>>>>

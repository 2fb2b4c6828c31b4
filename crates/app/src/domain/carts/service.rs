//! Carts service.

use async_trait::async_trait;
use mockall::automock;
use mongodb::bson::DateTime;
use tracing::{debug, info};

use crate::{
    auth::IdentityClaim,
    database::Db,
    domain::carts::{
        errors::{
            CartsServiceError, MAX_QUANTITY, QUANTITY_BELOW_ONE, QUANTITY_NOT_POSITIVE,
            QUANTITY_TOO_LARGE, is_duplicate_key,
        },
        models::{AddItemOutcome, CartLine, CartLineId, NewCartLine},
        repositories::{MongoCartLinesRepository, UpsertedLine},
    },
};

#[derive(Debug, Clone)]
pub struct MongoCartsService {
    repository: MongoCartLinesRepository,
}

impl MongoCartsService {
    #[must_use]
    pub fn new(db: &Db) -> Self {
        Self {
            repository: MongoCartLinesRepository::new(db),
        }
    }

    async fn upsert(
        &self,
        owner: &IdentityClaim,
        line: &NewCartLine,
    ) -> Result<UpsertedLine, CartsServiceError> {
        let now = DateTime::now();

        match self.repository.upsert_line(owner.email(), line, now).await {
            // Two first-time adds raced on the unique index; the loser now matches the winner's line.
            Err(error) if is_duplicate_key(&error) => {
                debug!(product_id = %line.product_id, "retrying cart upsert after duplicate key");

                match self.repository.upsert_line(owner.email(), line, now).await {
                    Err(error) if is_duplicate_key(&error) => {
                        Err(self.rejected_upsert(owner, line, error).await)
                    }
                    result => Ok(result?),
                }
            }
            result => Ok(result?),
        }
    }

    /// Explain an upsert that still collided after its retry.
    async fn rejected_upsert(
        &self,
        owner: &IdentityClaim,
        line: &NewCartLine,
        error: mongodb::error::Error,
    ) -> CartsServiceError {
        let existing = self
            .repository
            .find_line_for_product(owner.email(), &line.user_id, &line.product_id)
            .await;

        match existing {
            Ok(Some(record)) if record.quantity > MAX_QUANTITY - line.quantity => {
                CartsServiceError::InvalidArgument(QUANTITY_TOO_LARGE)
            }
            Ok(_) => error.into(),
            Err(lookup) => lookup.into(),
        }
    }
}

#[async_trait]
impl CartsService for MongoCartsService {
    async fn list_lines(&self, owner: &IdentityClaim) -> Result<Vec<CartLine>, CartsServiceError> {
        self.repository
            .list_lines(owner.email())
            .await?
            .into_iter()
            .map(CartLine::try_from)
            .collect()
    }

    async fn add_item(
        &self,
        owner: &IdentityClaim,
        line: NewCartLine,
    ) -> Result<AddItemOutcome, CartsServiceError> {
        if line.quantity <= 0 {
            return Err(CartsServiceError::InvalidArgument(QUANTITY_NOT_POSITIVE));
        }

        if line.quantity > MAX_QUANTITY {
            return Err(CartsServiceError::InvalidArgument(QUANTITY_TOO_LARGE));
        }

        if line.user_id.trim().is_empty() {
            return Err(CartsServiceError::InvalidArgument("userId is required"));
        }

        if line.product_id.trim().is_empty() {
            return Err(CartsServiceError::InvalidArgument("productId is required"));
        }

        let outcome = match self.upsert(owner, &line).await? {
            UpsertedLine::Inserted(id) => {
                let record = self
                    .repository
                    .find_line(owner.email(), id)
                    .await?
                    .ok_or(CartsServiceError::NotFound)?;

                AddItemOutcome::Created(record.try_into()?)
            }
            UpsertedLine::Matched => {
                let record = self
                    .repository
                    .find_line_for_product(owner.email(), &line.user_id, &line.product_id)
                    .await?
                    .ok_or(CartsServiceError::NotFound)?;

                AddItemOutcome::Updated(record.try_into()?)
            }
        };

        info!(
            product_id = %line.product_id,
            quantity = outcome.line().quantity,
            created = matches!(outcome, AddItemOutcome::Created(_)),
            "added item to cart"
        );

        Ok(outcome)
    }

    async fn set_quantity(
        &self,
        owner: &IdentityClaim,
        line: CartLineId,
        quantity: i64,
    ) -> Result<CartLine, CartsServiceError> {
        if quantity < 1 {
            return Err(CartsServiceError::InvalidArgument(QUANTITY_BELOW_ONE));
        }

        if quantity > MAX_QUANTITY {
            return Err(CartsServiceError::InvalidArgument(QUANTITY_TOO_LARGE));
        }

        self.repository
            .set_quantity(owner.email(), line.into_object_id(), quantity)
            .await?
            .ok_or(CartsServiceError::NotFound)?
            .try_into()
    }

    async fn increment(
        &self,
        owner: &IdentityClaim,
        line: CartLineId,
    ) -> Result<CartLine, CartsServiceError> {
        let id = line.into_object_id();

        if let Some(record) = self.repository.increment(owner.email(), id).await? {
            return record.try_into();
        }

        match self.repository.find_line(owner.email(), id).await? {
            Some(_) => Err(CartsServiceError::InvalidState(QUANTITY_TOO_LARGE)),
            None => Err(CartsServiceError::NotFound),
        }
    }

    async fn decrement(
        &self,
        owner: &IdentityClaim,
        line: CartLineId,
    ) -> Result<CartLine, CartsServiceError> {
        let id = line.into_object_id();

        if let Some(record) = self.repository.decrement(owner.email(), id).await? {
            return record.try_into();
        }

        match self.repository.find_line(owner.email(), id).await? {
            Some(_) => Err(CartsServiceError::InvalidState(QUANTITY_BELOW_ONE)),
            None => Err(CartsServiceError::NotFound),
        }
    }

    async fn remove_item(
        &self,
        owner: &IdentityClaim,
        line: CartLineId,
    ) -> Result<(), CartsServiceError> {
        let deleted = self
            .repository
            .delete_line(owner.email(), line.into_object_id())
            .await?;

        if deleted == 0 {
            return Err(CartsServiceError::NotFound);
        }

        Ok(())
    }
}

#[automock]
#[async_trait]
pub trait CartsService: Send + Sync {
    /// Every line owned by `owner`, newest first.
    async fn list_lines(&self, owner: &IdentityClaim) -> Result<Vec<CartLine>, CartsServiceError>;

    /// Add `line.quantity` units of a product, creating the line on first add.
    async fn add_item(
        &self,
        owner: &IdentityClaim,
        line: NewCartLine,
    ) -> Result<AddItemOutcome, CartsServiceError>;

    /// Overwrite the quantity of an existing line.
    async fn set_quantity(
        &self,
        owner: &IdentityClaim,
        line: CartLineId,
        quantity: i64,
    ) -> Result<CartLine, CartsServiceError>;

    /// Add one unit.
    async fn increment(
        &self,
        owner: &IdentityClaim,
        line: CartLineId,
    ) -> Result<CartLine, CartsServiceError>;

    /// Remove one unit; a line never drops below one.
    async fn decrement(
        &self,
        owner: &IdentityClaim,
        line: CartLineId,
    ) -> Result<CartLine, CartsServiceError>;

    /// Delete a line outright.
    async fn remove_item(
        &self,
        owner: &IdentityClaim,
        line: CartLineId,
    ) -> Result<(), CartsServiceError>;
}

<<<<

Your task is to find every line above containing the word "InvalidArgument" and copy it.

                CartsServiceError::InvalidArgument(QUANTITY_TOO_LARGE)
            return Err(CartsServiceError::InvalidArgument(QUANTITY_NOT_POSITIVE));
            return Err(CartsServiceError::InvalidArgument(QUANTITY_TOO_LARGE));
            return Err(CartsServiceError::InvalidArgument("userId is required"));
            return Err(CartsServiceError::InvalidArgument("productId is required"));
            return Err(CartsServiceError::InvalidArgument(QUANTITY_BELOW_ONE));
            return Err(CartsServiceError::InvalidArgument(QUANTITY_TOO_LARGE));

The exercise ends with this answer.